Excel module for Python
Stefan Eischet
stefan at eischet.com
Mon Jan 17 15:50:06 EST 2005
Hi,
I didn't catch older mails in this thread, so excuse me if this has
already been pointed out:
http://pyxlwriter.sourceforge.net/
"It's a port of John McNamara's Perl Spreadsheet::WriteExcel module"
and it's really easy to use.
I'm not sure if it does formulae, but it handles formatting fine.
Putting together a file with complicated layout can be a lot of work,
so for large prebuilt files (which I sometimes have to "fill in"

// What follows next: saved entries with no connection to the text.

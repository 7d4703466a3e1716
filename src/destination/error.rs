//! Error types for destination store operations

use std::io;
use thiserror::Error;

/// Result type alias for store operations
pub type StoreResult<T> = Result<T, StoreError>;

/// Errors raised by a [`ContentStore`](super::ContentStore)
#[derive(Error, Debug)]
pub enum StoreError {
    /// Allocation id does not resolve
    #[error("Allocation not found: {0}")]
    AllocationNotFound(String),

    /// Path not found in the allocation
    #[error("Path not found: {0}")]
    NotFound(String),

    /// Stream ended before the declared size was written
    #[error("Size mismatch for {path}: expected {expected} bytes, received {actual}")]
    SizeMismatch {
        path: String,
        expected: u64,
        actual: u64,
    },

    /// Upload did not reach a successful state
    #[error("Upload of {path} failed: {message}")]
    UploadFailed { path: String, message: String },

    /// Metadata commit rejected
    #[error("Commit of {path} failed: {message}")]
    CommitFailed { path: String, message: String },

    /// Operation not supported by this store
    #[error("Operation '{operation}' not supported by {store}")]
    Unsupported { store: String, operation: String },

    /// Path is invalid or escapes the allocation
    #[error("Invalid path {path}: {reason}")]
    InvalidPath { path: String, reason: String },

    /// Journal serialization failure
    #[error("Serialization error: {0}")]
    Serialization(#[from] serde_json::Error),

    /// I/O error
    #[error("I/O error: {0}")]
    Io(#[from] io::Error),
}

impl StoreError {
    pub fn is_not_found(&self) -> bool {
        matches!(
            self,
            StoreError::NotFound(_) | StoreError::AllocationNotFound(_)
        )
    }
}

programmatically), I just use COM with Excel. You'll have to run on
Windows for that, of course. ;-)
Cheers
Stefan
On 16.01.2005, at 22:19, Erwin S. Andreasen wrote:
> Simon Brunning <simon.brunning at gmail.com> writes:
>
>> On Wed, 12 Jan 2005 23:19:44 +0800, sam <sam.wun at authtec.com> wrote:
>>>
>>> No, I don't use MS windows. I need to generate Excel file by printing
>>> data to it, just like Perl module Spreadsheet::WriteExcel.
>
>> If you need to write out formulae, formratting, that kind of thing,
>> then I think you'll need to write a 'real' Excel file. I don't have a
>> clue how to do that - sorry.
>
> There's actually an ancient open spreadsheet format called SYLK which
> is a step above CSV: it allows formatting of data, formulas etc.
>
> Google for SYLK to get the rather sparse specification (and skip over
> the first few links!)
>
> If you want to generate "real" Office files from UNIX, another
> alternative is to automate OpenOffice (which has a COM-like interface
> too) or generate OO XML files and feed them to OO asking to conver
> them with a bit of OO macro magic.